Given the material below, output exactly the lines from the line with "Iterative neighbor relaxation." to the line with "east[row * cols", both ends included, and no other lines.
─── PROVIDED DATA
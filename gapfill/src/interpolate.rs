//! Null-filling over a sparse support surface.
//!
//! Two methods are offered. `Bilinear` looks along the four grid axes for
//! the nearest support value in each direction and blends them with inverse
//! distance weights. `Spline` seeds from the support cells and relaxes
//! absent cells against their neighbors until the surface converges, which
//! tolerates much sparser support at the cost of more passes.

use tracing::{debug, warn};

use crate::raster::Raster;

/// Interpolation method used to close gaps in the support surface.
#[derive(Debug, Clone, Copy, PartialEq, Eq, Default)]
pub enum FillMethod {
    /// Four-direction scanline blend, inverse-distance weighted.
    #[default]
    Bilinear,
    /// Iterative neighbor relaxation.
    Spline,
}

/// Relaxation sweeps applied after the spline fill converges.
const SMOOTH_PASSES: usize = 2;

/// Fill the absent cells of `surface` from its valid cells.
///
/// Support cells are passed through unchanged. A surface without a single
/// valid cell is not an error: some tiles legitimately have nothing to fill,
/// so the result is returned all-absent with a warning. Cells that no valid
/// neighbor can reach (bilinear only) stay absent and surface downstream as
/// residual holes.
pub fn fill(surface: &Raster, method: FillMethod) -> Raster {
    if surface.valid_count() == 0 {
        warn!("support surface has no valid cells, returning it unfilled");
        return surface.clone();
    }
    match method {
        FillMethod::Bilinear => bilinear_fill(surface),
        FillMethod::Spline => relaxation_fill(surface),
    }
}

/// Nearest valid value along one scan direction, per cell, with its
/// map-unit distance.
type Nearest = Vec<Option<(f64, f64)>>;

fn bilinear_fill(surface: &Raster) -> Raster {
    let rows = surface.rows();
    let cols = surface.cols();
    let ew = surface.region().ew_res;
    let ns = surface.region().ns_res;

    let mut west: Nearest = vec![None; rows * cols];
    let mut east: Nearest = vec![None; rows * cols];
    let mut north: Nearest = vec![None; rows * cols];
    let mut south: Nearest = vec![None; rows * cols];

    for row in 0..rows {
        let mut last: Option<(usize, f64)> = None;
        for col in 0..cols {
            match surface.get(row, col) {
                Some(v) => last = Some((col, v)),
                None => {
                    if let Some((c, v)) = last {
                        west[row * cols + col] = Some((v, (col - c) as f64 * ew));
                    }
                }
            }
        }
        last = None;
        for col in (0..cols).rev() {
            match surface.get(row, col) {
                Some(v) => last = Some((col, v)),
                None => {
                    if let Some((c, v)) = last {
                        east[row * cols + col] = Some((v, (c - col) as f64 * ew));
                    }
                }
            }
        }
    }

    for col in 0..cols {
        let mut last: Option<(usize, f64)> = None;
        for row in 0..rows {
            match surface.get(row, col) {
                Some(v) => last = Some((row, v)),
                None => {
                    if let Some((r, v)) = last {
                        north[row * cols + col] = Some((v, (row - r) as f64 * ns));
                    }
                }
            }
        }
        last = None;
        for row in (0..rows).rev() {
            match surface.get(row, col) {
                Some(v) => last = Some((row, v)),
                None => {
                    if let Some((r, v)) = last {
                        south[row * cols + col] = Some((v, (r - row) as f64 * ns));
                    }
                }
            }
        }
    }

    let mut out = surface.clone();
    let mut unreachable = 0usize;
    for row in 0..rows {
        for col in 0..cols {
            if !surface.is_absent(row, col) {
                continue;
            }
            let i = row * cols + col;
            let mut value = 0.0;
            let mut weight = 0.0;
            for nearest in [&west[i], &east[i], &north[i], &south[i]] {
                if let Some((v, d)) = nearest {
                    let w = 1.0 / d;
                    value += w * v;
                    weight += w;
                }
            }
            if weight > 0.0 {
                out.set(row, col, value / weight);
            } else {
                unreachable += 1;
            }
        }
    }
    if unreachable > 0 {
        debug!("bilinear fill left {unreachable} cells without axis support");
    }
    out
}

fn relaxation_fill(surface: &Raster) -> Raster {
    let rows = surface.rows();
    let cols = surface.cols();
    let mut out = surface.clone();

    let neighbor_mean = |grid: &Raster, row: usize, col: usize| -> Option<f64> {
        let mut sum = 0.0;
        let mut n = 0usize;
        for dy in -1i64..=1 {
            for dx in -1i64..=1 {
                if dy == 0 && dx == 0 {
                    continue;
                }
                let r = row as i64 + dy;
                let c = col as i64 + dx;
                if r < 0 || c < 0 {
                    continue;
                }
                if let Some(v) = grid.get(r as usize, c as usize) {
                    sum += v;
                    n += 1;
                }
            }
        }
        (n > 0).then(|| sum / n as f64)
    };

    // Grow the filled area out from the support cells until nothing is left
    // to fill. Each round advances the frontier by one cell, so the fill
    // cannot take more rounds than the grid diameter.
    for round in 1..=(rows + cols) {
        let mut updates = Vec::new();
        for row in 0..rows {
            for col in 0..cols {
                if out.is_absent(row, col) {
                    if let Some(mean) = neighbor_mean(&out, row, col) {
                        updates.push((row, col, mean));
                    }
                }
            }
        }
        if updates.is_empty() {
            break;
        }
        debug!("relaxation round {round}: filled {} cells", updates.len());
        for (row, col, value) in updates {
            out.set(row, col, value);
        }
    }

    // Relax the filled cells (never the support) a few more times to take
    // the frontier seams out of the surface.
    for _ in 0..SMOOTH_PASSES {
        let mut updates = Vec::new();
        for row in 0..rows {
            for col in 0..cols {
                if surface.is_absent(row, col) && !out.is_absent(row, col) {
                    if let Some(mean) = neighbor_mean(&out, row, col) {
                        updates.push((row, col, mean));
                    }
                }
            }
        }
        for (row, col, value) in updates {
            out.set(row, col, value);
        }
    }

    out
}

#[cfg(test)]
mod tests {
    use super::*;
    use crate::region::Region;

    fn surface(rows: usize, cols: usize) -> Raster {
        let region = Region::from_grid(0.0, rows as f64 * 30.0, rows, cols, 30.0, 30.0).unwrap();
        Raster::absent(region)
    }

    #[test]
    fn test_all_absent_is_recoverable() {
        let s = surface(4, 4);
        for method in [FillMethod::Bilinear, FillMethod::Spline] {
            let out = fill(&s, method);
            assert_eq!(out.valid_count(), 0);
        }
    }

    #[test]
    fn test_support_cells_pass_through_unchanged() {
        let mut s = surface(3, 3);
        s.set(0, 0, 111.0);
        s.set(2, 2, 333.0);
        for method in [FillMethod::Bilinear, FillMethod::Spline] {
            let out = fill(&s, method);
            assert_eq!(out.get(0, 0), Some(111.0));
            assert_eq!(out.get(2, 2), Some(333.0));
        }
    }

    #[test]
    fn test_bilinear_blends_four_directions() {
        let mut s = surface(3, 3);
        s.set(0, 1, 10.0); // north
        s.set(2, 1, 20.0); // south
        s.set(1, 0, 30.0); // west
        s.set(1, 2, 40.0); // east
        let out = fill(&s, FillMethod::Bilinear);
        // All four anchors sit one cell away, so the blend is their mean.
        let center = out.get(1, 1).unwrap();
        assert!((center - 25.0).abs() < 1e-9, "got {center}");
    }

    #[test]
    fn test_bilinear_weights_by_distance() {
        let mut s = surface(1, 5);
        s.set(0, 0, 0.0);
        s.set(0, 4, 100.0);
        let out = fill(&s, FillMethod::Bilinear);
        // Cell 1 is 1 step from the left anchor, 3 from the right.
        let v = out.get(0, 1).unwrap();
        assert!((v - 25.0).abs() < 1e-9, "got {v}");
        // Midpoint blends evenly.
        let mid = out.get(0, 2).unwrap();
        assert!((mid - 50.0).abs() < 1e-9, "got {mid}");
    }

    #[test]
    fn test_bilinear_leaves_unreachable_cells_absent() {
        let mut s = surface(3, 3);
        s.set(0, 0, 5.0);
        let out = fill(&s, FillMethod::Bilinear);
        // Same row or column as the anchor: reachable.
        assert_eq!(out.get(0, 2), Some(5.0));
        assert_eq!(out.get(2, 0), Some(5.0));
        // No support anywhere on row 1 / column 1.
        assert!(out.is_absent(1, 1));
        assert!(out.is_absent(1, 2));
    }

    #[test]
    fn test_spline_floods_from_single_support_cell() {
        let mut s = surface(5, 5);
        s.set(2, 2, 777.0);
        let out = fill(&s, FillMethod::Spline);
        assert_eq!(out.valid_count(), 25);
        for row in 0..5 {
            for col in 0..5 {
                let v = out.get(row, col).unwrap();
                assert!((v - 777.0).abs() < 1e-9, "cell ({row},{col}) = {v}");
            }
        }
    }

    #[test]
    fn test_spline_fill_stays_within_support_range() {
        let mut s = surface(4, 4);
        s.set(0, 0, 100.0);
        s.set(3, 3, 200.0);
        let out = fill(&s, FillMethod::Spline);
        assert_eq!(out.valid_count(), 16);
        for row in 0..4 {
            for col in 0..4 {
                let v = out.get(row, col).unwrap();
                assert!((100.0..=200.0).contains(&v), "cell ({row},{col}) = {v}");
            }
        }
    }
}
──────
- **RESPONSE TO THIS TASK**
    /// Iterative neighbor relaxation.
    Spline,
}

/// Relaxation sweeps applied after the spline fill converges.
const SMOOTH_PASSES: usize = 2;

/// Fill the absent cells of `surface` from its valid cells.
///
/// Support cells are passed through unchanged. A surface without a single
/// valid cell is not an error: some tiles legitimately have nothing to fill,
/// so the result is returned all-absent with a warning. Cells that no valid
/// neighbor can reach (bilinear only) stay absent and surface downstream as
/// residual holes.
pub fn fill(surface: &Raster, method: FillMethod) -> Raster {
    if surface.valid_count() == 0 {
        warn!("support surface has no valid cells, returning it unfilled");
        return surface.clone();
    }
    match method {
        FillMethod::Bilinear => bilinear_fill(surface),
        FillMethod::Spline => relaxation_fill(surface),
    }
}

/// Nearest valid value along one scan direction, per cell, with its
/// map-unit distance.
type Nearest = Vec<Option<(f64, f64)>>;

fn bilinear_fill(surface: &Raster) -> Raster {
    let rows = surface.rows();
    let cols = surface.cols();
    let ew = surface.region().ew_res;
    let ns = surface.region().ns_res;

    let mut west: Nearest = vec![None; rows * cols];
    let mut east: Nearest = vec![None; rows * cols];
    let mut north: Nearest = vec![None; rows * cols];
    let mut south: Nearest = vec![None; rows * cols];

    for row in 0..rows {
        let mut last: Option<(usize, f64)> = None;
        for col in 0..cols {
            match surface.get(row, col) {
                Some(v) => last = Some((col, v)),
                None => {
                    if let Some((c, v)) = last {
                        west[row * cols + col] = Some((v, (col - c) as f64 * ew));
                    }
                }
            }
        }
        last = None;
        for col in (0..cols).rev() {
            match surface.get(row, col) {
                Some(v) => last = Some((col, v)),
                None => {
                    if let Some((c, v)) = last {
                        east[row * cols + col] = Some((v, (c - col) as f64 * ew));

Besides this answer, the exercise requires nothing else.